### WHAT IS BEING ASKED
Across the entries below, count the lines that contain the word "other" and reply with that number only.

++++++++

//! Shared shaping for the dashboard tables: typed cells, per-column
//! filtering, sorting, and pagination.
//!
//! Column filters match against the rendered cell text, so "n/a" finds the
//! rows with invalid dates and "120" finds a "$120.00" price.

use std::cmp::Ordering;

use serde::{Deserialize, Serialize};
use time::Date;

use crate::{
    html::format_currency,
    pagination::{clamp_page, page_count},
};

/// A table cell with the type used for filtering and sorting.
#[derive(Debug, Clone, PartialEq)]
pub enum CellValue {
    /// Free text, compared case-insensitively.
    Text(String),
    /// A whole number, e.g. an id or a points balance.
    Integer(i64),
    /// A dollar amount, rendered with two decimals.
    Money(f64),
    /// A calendar date; `None` renders as "N/A" and sorts first.
    Date(Option<Date>),
}

impl CellValue {
    /// The text shown in the cell, which is also the haystack for filters.
    pub fn render(&self) -> String {
        match self {
            CellValue::Text(text) => text.clone(),
            CellValue::Integer(value) => value.to_string(),
            CellValue::Money(amount) => format_currency(*amount),
            CellValue::Date(Some(date)) => date.to_string(),
            CellValue::Date(None) => "N/A".to_owned(),
        }
    }

    fn matches(&self, filter: &str) -> bool {
        let filter = filter.trim();
        if filter.is_empty() {
            return true;
        }

        self.render().to_lowercase().contains(&filter.to_lowercase())
    }

    fn compare(&self, other: &Self) -> Ordering {
        match (self, other) {
            (CellValue::Integer(left), CellValue::Integer(right)) => left.cmp(right),
            (CellValue::Money(left), CellValue::Money(right)) => left.total_cmp(right),
            (CellValue::Date(left), CellValue::Date(right)) => left.cmp(right),
            (left, right) => left.render().to_lowercase().cmp(&right.render().to_lowercase()),
        }
    }
}

/// The direction a sorted column is ordered in.
#[derive(Debug, Clone, Copy, Default, PartialEq, Eq, Serialize, Deserialize)]
#[serde(rename_all = "lowercase")]
pub enum SortDirection {
    /// Increasing values, the direction a freshly sorted column starts in.
    #[default]
    Asc,
    /// Decreasing values.
    Desc,
}

impl SortDirection {
    /// The opposite direction, used when a sorted header is clicked again.
    pub fn toggled(self) -> Self {
        match self {
            SortDirection::Asc => SortDirection::Desc,
            SortDirection::Desc => SortDirection::Asc,
        }
    }

    /// The value used in query strings.
    pub fn as_query_value(self) -> &'static str {
        match self {
            SortDirection::Asc => "asc",
            SortDirection::Desc => "desc",
        }
    }
}

/// One column of a dashboard table.
pub struct Column<R> {
    /// The stable field id used in query parameters, e.g. "customerId".
    pub field: &'static str,
    /// The header label shown to users.
    pub label: &'static str,
    /// Extracts this column's cell from a row.
    pub value: fn(&R) -> CellValue,
}

/// One page of shaped rows, ready to render.
pub struct TablePage<'r, R> {
    /// The rows on the current page, in display order.
    pub rows: Vec<&'r R>,
    /// How many rows survived filtering, across all pages.
    pub filtered_count: usize,
    /// The current page, clamped into range.
    pub page: usize,
    /// The number of pages after filtering.
    pub page_count: usize,
    /// The rows shown per page.
    pub per_page: usize,
}

/// Keep the rows whose cells match every given column filter.
///
/// Filters for fields that are not in `columns` match everything.
pub fn filter_rows<'r, R>(
    rows: &'r [R],
    columns: &[Column<R>],
    filters: &[(&str, String)],
) -> Vec<&'r R> {
    rows.iter()
        .filter(|row| {
            filters.iter().all(|(field, filter)| {
                match columns.iter().find(|column| column.field == *field) {
                    Some(column) => (column.value)(row).matches(filter),
                    None => true,
                }
            })
        })
        .collect()
}

/// Sort rows by the named column, keeping the prior order of equal rows.
///
/// An unknown field leaves the rows untouched.
pub fn sort_rows<R>(
    rows: &mut [&R],
    columns: &[Column<R>],
    sort: Option<(&str, SortDirection)>,
) {
    let Some((field, direction)) = sort else {
        return;
    };
    let Some(column) = columns.iter().find(|column| column.field == field) else {
        return;
    };

    rows.sort_by(|left, right| {
        let ordering = (column.value)(left).compare(&(column.value)(right));
        match direction {
            SortDirection::Asc => ordering,
            SortDirection::Desc => ordering.reverse(),
        }
    });
}

/// Filter, sort, and slice rows into the requested page.
pub fn shape<'r, R>(
    rows: &'r [R],
    columns: &[Column<R>],
    filters: &[(&str, String)],
    sort: Option<(&str, SortDirection)>,
    page: usize,
    per_page: usize,
) -> TablePage<'r, R> {
    let mut shaped = filter_rows(rows, columns, filters);
    sort_rows(&mut shaped, columns, sort);

    let filtered_count = shaped.len();
    let page_count = page_count(filtered_count, per_page);
    let page = clamp_page(page, page_count);
    let start = (page - 1) * per_page;
    let rows = shaped.into_iter().skip(start).take(per_page).collect();

    TablePage {
        rows,
        filtered_count,
        page,
        page_count,
        per_page,
    }
}

#[cfg(test)]
mod tests {
    use time::macros::date;

    use super::{CellValue, Column, SortDirection, filter_rows, shape, sort_rows};

    struct Row {
        product: &'static str,
        price: f64,
        purchased_on: Option<time::Date>,
        points: u64,
    }

    fn columns() -> Vec<Column<Row>> {
        vec![
            Column {
                field: "productPurchased",
                label: "Product",
                value: |row| CellValue::Text(row.product.to_owned()),
            },
            Column {
                field: "price",
                label: "Price",
                value: |row| CellValue::Money(row.price),
            },
            Column {
                field: "purchaseDate",
                label: "Purchase Date",
                value: |row| CellValue::Date(row.purchased_on),
            },
            Column {
                field: "rewardPoints",
                label: "Reward Points",
                value: |row| CellValue::Integer(row.points as i64),
            },
        ]
    }

    fn rows() -> Vec<Row> {
        vec![
            Row {
                product: "Laptop",
                price: 1200.0,
                purchased_on: Some(date!(2024 - 01 - 15)),
                points: 2250,
            },
            Row {
                product: "Headphones",
                price: 75.5,
                purchased_on: Some(date!(2024 - 02 - 20)),
                points: 25,
            },
            Row {
                product: "Keyboard",
                price: 120.0,
                purchased_on: None,
                points: 90,
            },
            Row {
                product: "Lamp",
                price: 75.5,
                purchased_on: Some(date!(2024 - 01 - 02)),
                points: 25,
            },
        ]
    }

    #[test]
    fn text_filters_are_case_insensitive() {
        let rows = rows();

        let got = filter_rows(&rows, &columns(), &[("productPurchased", "la".to_owned())]);

        let products: Vec<_> = got.iter().map(|row| row.product).collect();
        assert_eq!(products, vec!["Laptop", "Lamp"]);
    }

    #[test]
    fn money_filters_match_the_rendered_amount() {
        let rows = rows();

        let got = filter_rows(&rows, &columns(), &[("price", "1,200".to_owned())]);

        assert_eq!(got.len(), 1);
        assert_eq!(got[0].product, "Laptop");
    }

    #[test]
    fn date_filters_match_missing_dates_as_na() {
        let rows = rows();

        let got = filter_rows(&rows, &columns(), &[("purchaseDate", "n/a".to_owned())]);

        assert_eq!(got.len(), 1);
        assert_eq!(got[0].product, "Keyboard");
    }

    #[test]
    fn filters_combine_across_columns() {
        let rows = rows();

        let got = filter_rows(
            &rows,
            &columns(),
            &[
                ("price", "75.50".to_owned()),
                ("purchaseDate", "2024-01".to_owned()),
            ],
        );

        assert_eq!(got.len(), 1);
        assert_eq!(got[0].product, "Lamp");
    }

    #[test]
    fn blank_and_unknown_filters_match_everything() {
        let rows = rows();

        let got = filter_rows(
            &rows,
            &columns(),
            &[
                ("productPurchased", "  ".to_owned()),
                ("unknownField", "x".to_owned()),
            ],
        );

        assert_eq!(got.len(), 4);
    }

    #[test]
    fn sorts_numbers_numerically() {
        let rows = rows();
        let columns = columns();
        let mut shaped: Vec<&Row> = rows.iter().collect();

        sort_rows(&mut shaped, &columns, Some(("rewardPoints", SortDirection::Desc)));

        let points: Vec<_> = shaped.iter().map(|row| row.points).collect();
        assert_eq!(points, vec![2250, 90, 25, 25]);
    }

    #[test]
    fn sorting_is_stable_for_equal_values() {
        let rows = rows();
        let columns = columns();
        let mut shaped: Vec<&Row> = rows.iter().collect();

        sort_rows(&mut shaped, &columns, Some(("price", SortDirection::Asc)));

        // Headphones appears before Lamp because it did in the input.
        let products: Vec<_> = shaped.iter().map(|row| row.product).collect();
        assert_eq!(products, vec!["Headphones", "Lamp", "Keyboard", "Laptop"]);
    }

    #[test]
    fn missing_dates_sort_before_real_dates() {
        let rows = rows();
        let columns = columns();
        let mut shaped: Vec<&Row> = rows.iter().collect();

        sort_rows(&mut shaped, &columns, Some(("purchaseDate", SortDirection::Asc)));

        let products: Vec<_> = shaped.iter().map(|row| row.product).collect();
        assert_eq!(products, vec!["Keyboard", "Lamp", "Laptop", "Headphones"]);
    }

    #[test]
    fn shapes_rows_into_pages() {
        let rows = rows();
        let columns = columns();

        let page = shape(&rows, &columns, &[], None, 2, 3);

        assert_eq!(page.page, 2);
        assert_eq!(page.page_count, 2);
        assert_eq!(page.filtered_count, 4);
        assert_eq!(page.rows.len(), 1);
        assert_eq!(page.rows[0].product, "Lamp");
    }

    #[test]
    fn out_of_range_pages_clamp_to_the_last_page() {
        let rows = rows();
        let columns = columns();

        let page = shape(&rows, &columns, &[], None, 99, 3);

        assert_eq!(page.page, 2);
        assert_eq!(page.rows.len(), 1);
    }

    #[test]
    fn an_empty_table_still_has_one_page() {
        let rows: Vec<Row> = Vec::new();
        let columns = columns();

        let page = shape(&rows, &columns, &[], None, 1, 10);

        assert_eq!(page.page, 1);
        assert_eq!(page.page_count, 1);
        assert!(page.rows.is_empty());
    }

    #[test]
    fn renders_cells_by_type() {
        assert_eq!(CellValue::Text("Laptop".to_owned()).render(), "Laptop");
        assert_eq!(CellValue::Integer(90).render(), "90");
        assert_eq!(CellValue::Money(120.0).render(), "$120.00");
        assert_eq!(
            CellValue::Date(Some(date!(2024 - 01 - 15))).render(),
            "2024-01-15"
        );
        assert_eq!(CellValue::Date(None).render(), "N/A");
    }
}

++++++++

### WRITTEN ANSWER
2